(Saved entries)
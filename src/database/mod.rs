//! In-memory structures holding parsed ACL contents.

pub mod acl_set;

pub use acl_set::{hashval, AclSet, Iter, ACL_LEN};
//! Принципалы и ACL: канонизация имён, запросы и изменения.

pub mod principal;
pub mod shared;
pub mod store;

pub use principal::{canonicalize, CanonicalPrincipal, Canonicalizer, Principal};
pub use shared::SharedAclStore;
pub use store::AclStore;
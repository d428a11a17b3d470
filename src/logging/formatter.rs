use tracing_subscriber::{
    fmt::{self, MakeWriter},
    Layer, Registry,
};

use crate::logging::config::LogFormat;

pub type BoxedLayer = Box<dyn Layer<Registry> + Send + Sync>;

/// Собирает fmt-слой нужного формата поверх произвольного writer.
pub fn build_layer<W>(
    format: LogFormat,
    with_ansi: bool,
    with_target: bool,
    writer: W,
) -> BoxedLayer
where
    W: for<'w> MakeWriter<'w> + Send + Sync + 'static,
{
    let base = fmt::layer::<Registry>()
        .with_writer(writer)
        .with_ansi(with_ansi)
        .with_target(with_target);

    match format {
        LogFormat::Json => Box::new(base.json().with_current_span(true)),
        LogFormat::Pretty => Box::new(base.pretty()),
        LogFormat::Compact => Box::new(base.compact()),
    }
}

#[cfg(test)]
pub(crate) mod tests {
    use std::{
        io,
        sync::{Arc, Mutex},
    };

    use tracing_subscriber::prelude::*;

    use super::*;

    /// Буфер в памяти для проверки вывода.
    #[derive(Clone, Default)]
    pub(crate) struct CaptureWriter(Arc<Mutex<Vec<u8>>>);

    impl CaptureWriter {
        pub(crate) fn contents(&self) -> String {
            String::from_utf8_lossy(&self.0.lock().unwrap()).into_owned()
        }
    }

    impl io::Write for CaptureWriter {
        fn write(
            &mut self,
            buf: &[u8],
        ) -> io::Result<usize> {
            self.0.lock().unwrap().extend_from_slice(buf);
            Ok(buf.len())
        }

        fn flush(&mut self) -> io::Result<()> {
            Ok(())
        }
    }

    impl<'a> MakeWriter<'a> for CaptureWriter {
        type Writer = CaptureWriter;

        fn make_writer(&'a self) -> Self::Writer {
            self.clone()
        }
    }

    #[test]
    fn test_json_layer_emits_fields() {
        let capture = CaptureWriter::default();
        let layer = build_layer(LogFormat::Json, false, true, capture.clone());
        let subscriber = Registry::default().with(layer);

        tracing::subscriber::with_default(subscriber, || {
            tracing::info!(acl = "/tmp/a.acl", "ACL reloaded");
        });

        let out = capture.contents();
        let line = out.lines().next().unwrap();
        let v: serde_json::Value = serde_json::from_str(line).unwrap();
        assert_eq!(v["fields"]["message"], "ACL reloaded");
        assert_eq!(v["fields"]["acl"], "/tmp/a.acl");
    }

    #[test]
    fn test_compact_and_pretty_layers_write() {
        for format in [LogFormat::Compact, LogFormat::Pretty] {
            let capture = CaptureWriter::default();
            let subscriber = Registry::default().with(build_layer(format, false, false, capture.clone()));
            tracing::subscriber::with_default(subscriber, || {
                tracing::warn!("lock busy");
            });
            assert!(capture.contents().contains("lock busy"), "format {format}");
        }
    }
}
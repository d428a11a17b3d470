//! Property-based тесты канонизации, множества записей и round trip через
//! файл.

use std::{collections::BTreeSet, fs};

use aclstore::{
    auth::principal::{MAX_CANONICAL_LEN, MAX_PRINCIPAL_SIZE},
    canonicalize, AclSet, AclStore, StoreConfig,
};
use proptest::prelude::*;
use tempfile::tempdir;

const REALM: &str = "EXAMPLE.ORG";

fn field() -> impl Strategy<Value = String> {
    "[a-z][a-z0-9]{0,11}"
}

fn principal() -> impl Strategy<Value = String> {
    (field(), proptest::option::of(field()), proptest::option::of("[A-Z]{1,8}(\\.[A-Z]{2,4})?"))
        .prop_map(|(name, inst, realm)| {
            let mut p = name;
            if let Some(inst) = inst {
                p.push('.');
                p.push_str(&inst);
            }
            if let Some(realm) = realm {
                p.push('@');
                p.push_str(&realm);
            }
            p
        })
}

proptest! {
    #![proptest_config(ProptestConfig::with_cases(256))]

    /// Результат никогда не длиннее предела.
    #[test]
    fn prop_canonical_is_bounded(raw in "\\PC{0,200}") {
        if let Some(c) = canonicalize(&raw, REALM) {
            prop_assert!(c.as_str().len() <= MAX_CANONICAL_LEN);
            prop_assert!(c.as_str().len() < MAX_PRINCIPAL_SIZE);
        }
    }

    /// Каноническая форма неподвижна.
    #[test]
    fn prop_canonicalize_is_idempotent(p in principal()) {
        let once = canonicalize(&p, REALM).unwrap();
        let twice = canonicalize(once.as_str(), REALM).unwrap();
        prop_assert_eq!(once.as_str(), twice.as_str());

        let parts = once.to_principal();
        prop_assert!(!parts.name.is_empty());
        prop_assert!(once.as_str().find('.') < once.as_str().find('@'));
    }

    /// Множество ведёт себя как BTreeSet.
    #[test]
    fn prop_acl_set_matches_btreeset(items in prop::collection::vec("[a-z]{1,6}", 0..200)) {
        let mut set = AclSet::new();
        let mut model = BTreeSet::new();
        for it in &items {
            prop_assert_eq!(set.insert(it), model.insert(it.clone()));
            prop_assert!(set.len() <= set.capacity() / 2);
        }
        prop_assert_eq!(set.len(), model.len());
        let got: BTreeSet<String> = set.iter().map(str::to_owned).collect();
        prop_assert_eq!(got, model);
    }
}

proptest! {
    #![proptest_config(ProptestConfig::with_cases(32))]

    /// add + delete постороннего принципала не меняет множество записей,
    /// независимо от порядка строк в файле.
    #[test]
    fn prop_unrelated_add_delete_round_trip(
        existing in prop::collection::btree_set(principal(), 0..12),
        extra in principal(),
    ) {
        let dir = tempdir().unwrap();
        let acl = dir.path().join("p.acl");
        let mut s = AclStore::new(&StoreConfig::builder().local_realm(REALM).build());

        let canon: BTreeSet<String> = existing
            .iter()
            .map(|p| canonicalize(p, REALM).unwrap().into_string())
            .collect();
        let extra_canon = canonicalize(&extra, REALM).unwrap().into_string();
        prop_assume!(!canon.contains(&extra_canon));

        // Записываем в обратном порядке, чтобы порядок строк ничего не значил.
        let body: String = canon.iter().rev().map(|c| format!("{c}\n")).collect();
        fs::write(&acl, body).unwrap();

        let before: BTreeSet<String> = s.entries(&acl).unwrap().into_iter().collect();
        prop_assert_eq!(&before, &canon);

        s.add(&acl, &extra).unwrap();
        prop_assert!(s.exact_match(&acl, &extra_canon));
        s.delete(&acl, &extra).unwrap();
        prop_assert!(!s.exact_match(&acl, &extra_canon));

        let after: BTreeSet<String> = s.entries(&acl).unwrap().into_iter().collect();
        prop_assert_eq!(before, after);
    }
}
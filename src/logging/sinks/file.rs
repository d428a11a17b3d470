use std::{fs, io, path::Path};

use tracing_appender::{non_blocking, non_blocking::WorkerGuard, rolling::daily};

use crate::logging::{
    config::LoggingConfig,
    formatter::{build_layer, BoxedLayer},
};

/// Файловый слой с ежедневной ротацией. Guard необходимо держать живым,
/// пока нужен вывод.
pub fn layer(
    config: &LoggingConfig,
    dir: &Path,
) -> io::Result<(BoxedLayer, WorkerGuard)> {
    fs::create_dir_all(dir)?;

    let appender = daily(dir, &config.file_name);
    let (writer, guard) = non_blocking(appender);

    Ok((
        build_layer(config.format, false, config.with_target, writer),
        guard,
    ))
}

> _DIRECTIONS FOR THIS TASK_: For every record above, print an exact copy.

> _EXERCISE RESPONSE_:
filename src/database/mod.rs
//! In-memory structures holding parsed ACL contents.

pub mod acl_set;

pub use acl_set::{hashval, AclSet, Iter, ACL_LEN};
//! Принципалы и ACL: канонизация имён, запросы и изменения.

pub mod principal;
pub mod shared;
pub mod store;

pub use principal::{canonicalize, CanonicalPrincipal, Canonicalizer, Principal};
pub use shared::SharedAclStore;
pub use store::AclStore;
repository d428a11a17b3d470
filename src/logging/formatter.rs
use tracing_subscriber::{
    fmt::{self, MakeWriter},
    Layer, Registry,
};

use crate::logging::config::LogFormat;

pub type BoxedLayer = Box<dyn Layer<Registry> + Send + Sync>;

/// Собирает fmt-слой нужного формата поверх произвольного writer.
pub fn build_layer<W>(
    format: LogFormat,
    with_ansi: bool,
    with_target: bool,
    writer: W,
) -> BoxedLayer
where
    W: for<'w> MakeWriter<'w> + Send + Sync + 'static,
{
    let base = fmt::layer::<Registry>()
        .with_writer(writer)
        .with_ansi(with_ansi)
        .with_target(with_target);

    match format {
        LogFormat::Json => Box::new(base.json().with_current_span(true)),
        LogFormat::Pretty => Box::new(base.pretty()),
        LogFormat::Compact => Box::new(base.compact()),
    }
}

#[cfg(test)]
pub(crate) mod tests {
    use std::{
        io,
        sync::{Arc, Mutex},
    };

    use tracing_subscriber::prelude::*;

    use super::*;

    /// Буфер в памяти для проверки вывода.
    #[derive(Clone, Default)]
    pub(crate) struct CaptureWriter(Arc<Mutex<Vec<u8>>>);

    impl CaptureWriter {
        pub(crate) fn contents(&self) -> String {
            String::from_utf8_lossy(&self.0.lock().unwrap()).into_owned()
        }
    }

    impl io::Write for CaptureWriter {
        fn write(
            &mut self,
            buf: &[u8],
        ) -> io::Result<usize> {
            self.0.lock().unwrap().extend_from_slice(buf);
            Ok(buf.len())
        }

        fn flush(&mut self) -> io::Result<()> {
            Ok(())
        }
    }

    impl<'a> MakeWriter<'a> for CaptureWriter {
        type Writer = CaptureWriter;

        fn make_writer(&'a self) -> Self::Writer {
            self.clone()
        }
    }

    #[test]
    fn test_json_layer_emits_fields() {
        let capture = CaptureWriter::default();
        let layer = build_layer(LogFormat::Json, false, true, capture.clone());
        let subscriber = Registry::default().with(layer);

        tracing::subscriber::with_default(subscriber, || {
            tracing::info!(acl = "/tmp/a.acl", "ACL reloaded");
        });

        let out = capture.contents();
        let line = out.lines().next().unwrap();
        let v: serde_json::Value = serde_json::from_str(line).unwrap();
        assert_eq!(v["fields"]["message"], "ACL reloaded");
        assert_eq!(v["fields"]["acl"], "/tmp/a.acl");
    }

    #[test]
    fn test_compact_and_pretty_layers_write() {
        for format in [LogFormat::Compact, LogFormat::Pretty] {
            let capture = CaptureWriter::default();
            let subscriber = Registry::default().with(build_layer(format, false, false, capture.clone()));
            tracing::subscriber::with_default(subscriber, || {
                tracing::warn!("lock busy");
            });
            assert!(capture.contents().contains("lock busy"), "format {format}");
        }
    }
}
repository d428a11a17b3d470
//! Property-based тесты канонизации, множества записей и round trip через
//! файл.

use std::{collections::BTreeSet, fs};

use aclstore::{
    auth::principal::{MAX_CANONICAL_LEN, MAX_PRINCIPAL_SIZE},
    canonicalize, AclSet, AclStore, StoreConfig,
};
use proptest::prelude::*;
use tempfile::tempdir;

const REALM: &str = "EXAMPLE.ORG";

fn field() -> impl Strategy<Value = String> {
    "[a-z][a-z0-9]{0,11}"
}

fn principal() -> impl Strategy<Value = String> {
    (field(), proptest::option::of(field()), proptest::option::of("[A-Z]{1,8}(\\.[A-Z]{2,4})?"))
        .prop_map(|(name, inst, realm)| {
            let mut p = name;
            if let Some(inst) = inst {
                p.push('.');
                p.push_str(&inst);
            }
            if let Some(realm) = realm {
                p.push('@');
                p.push_str(&realm);
            }
            p
        })
}

proptest! {
    #![proptest_config(ProptestConfig::with_cases(256))]

    /// Результат никогда не длиннее предела.
    #[test]
    fn prop_canonical_is_bounded(raw in "\\PC{0,200}") {
        if let Some(c) = canonicalize(&raw, REALM) {
            prop_assert!(c.as_str().len() <= MAX_CANONICAL_LEN);
            prop_assert!(c.as_str().len() < MAX_PRINCIPAL_SIZE);
        }
    }

    /// Каноническая форма неподвижна.
    #[test]
    fn prop_canonicalize_is_idempotent(p in principal()) {
        let once = canonicalize(&p, REALM).unwrap();
        let twice = canonicalize(once.as_str(), REALM).unwrap();
        prop_assert_eq!(once.as_str(), twice.as_str());

        let parts = once.to_principal();
        prop_assert!(!parts.name.is_empty());
        prop_assert!(once.as_str().find('.') < once.as_str().find('@'));
    }

    /// Множество ведёт себя как BTreeSet.
    #[test]
    fn prop_acl_set_matches_btreeset(items in prop::collection::vec("[a-z]{1,6}", 0..200)) {
        let mut set = AclSet::new();
        let mut model = BTreeSet::new();
        for it in &items {
            prop_assert_eq!(set.insert(it), model.insert(it.clone()));
            prop_assert!(set.len() <= set.capacity() / 2);
        }
        prop_assert_eq!(set.len(), model.len());
        let got: BTreeSet<String> = set.iter().map(str::to_owned).collect();
        prop_assert_eq!(got, model);
    }
}

proptest! {
    #![proptest_config(ProptestConfig::with_cases(32))]

    /// add + delete постороннего принципала не меняет множество записей,
    /// независимо от порядка строк в файле.
    #[test]
    fn prop_unrelated_add_delete_round_trip(
        existing in prop::collection::btree_set(principal(), 0..12),
        extra in principal(),
    ) {
        let dir = tempdir().unwrap();
        let acl = dir.path().join("p.acl");
        let mut s = AclStore::new(&StoreConfig::builder().local_realm(REALM).build());

        let canon: BTreeSet<String> = existing
            .iter()
            .map(|p| canonicalize(p, REALM).unwrap().into_string())
            .collect();
        let extra_canon = canonicalize(&extra, REALM).unwrap().into_string();
        prop_assume!(!canon.contains(&extra_canon));

        // Записываем в обратном порядке, чтобы порядок строк ничего не значил.
        let body: String = canon.iter().rev().map(|c| format!("{c}\n")).collect();
        fs::write(&acl, body).unwrap();

        let before: BTreeSet<String> = s.entries(&acl).unwrap().into_iter().collect();
        prop_assert_eq!(&before, &canon);

        s.add(&acl, &extra).unwrap();
        prop_assert!(s.exact_match(&acl, &extra_canon));
        s.delete(&acl, &extra).unwrap();
        prop_assert!(!s.exact_match(&acl, &extra_canon));

        let after: BTreeSet<String> = s.entries(&acl).unwrap().into_iter().collect();
        prop_assert_eq!(before, after);
    }
}
filename src/logging/sinks/file.rs
repository d428a11a17b3d470
use std::{fs, io, path::Path};

use tracing_appender::{non_blocking, non_blocking::WorkerGuard, rolling::daily};

use crate::logging::{
    config::LoggingConfig,
    formatter::{build_layer, BoxedLayer},
};

/// Файловый слой с ежедневной ротацией. Guard необходимо держать живым,
/// пока нужен вывод.
pub fn layer(
    config: &LoggingConfig,
    dir: &Path,
) -> io::Result<(BoxedLayer, WorkerGuard)> {
    fs::create_dir_all(dir)?;

    let appender = daily(dir, &config.file_name);
    let (writer, guard) = non_blocking(appender);

    Ok((
        build_layer(config.format, false, config.with_target, writer),
        guard,
    ))
}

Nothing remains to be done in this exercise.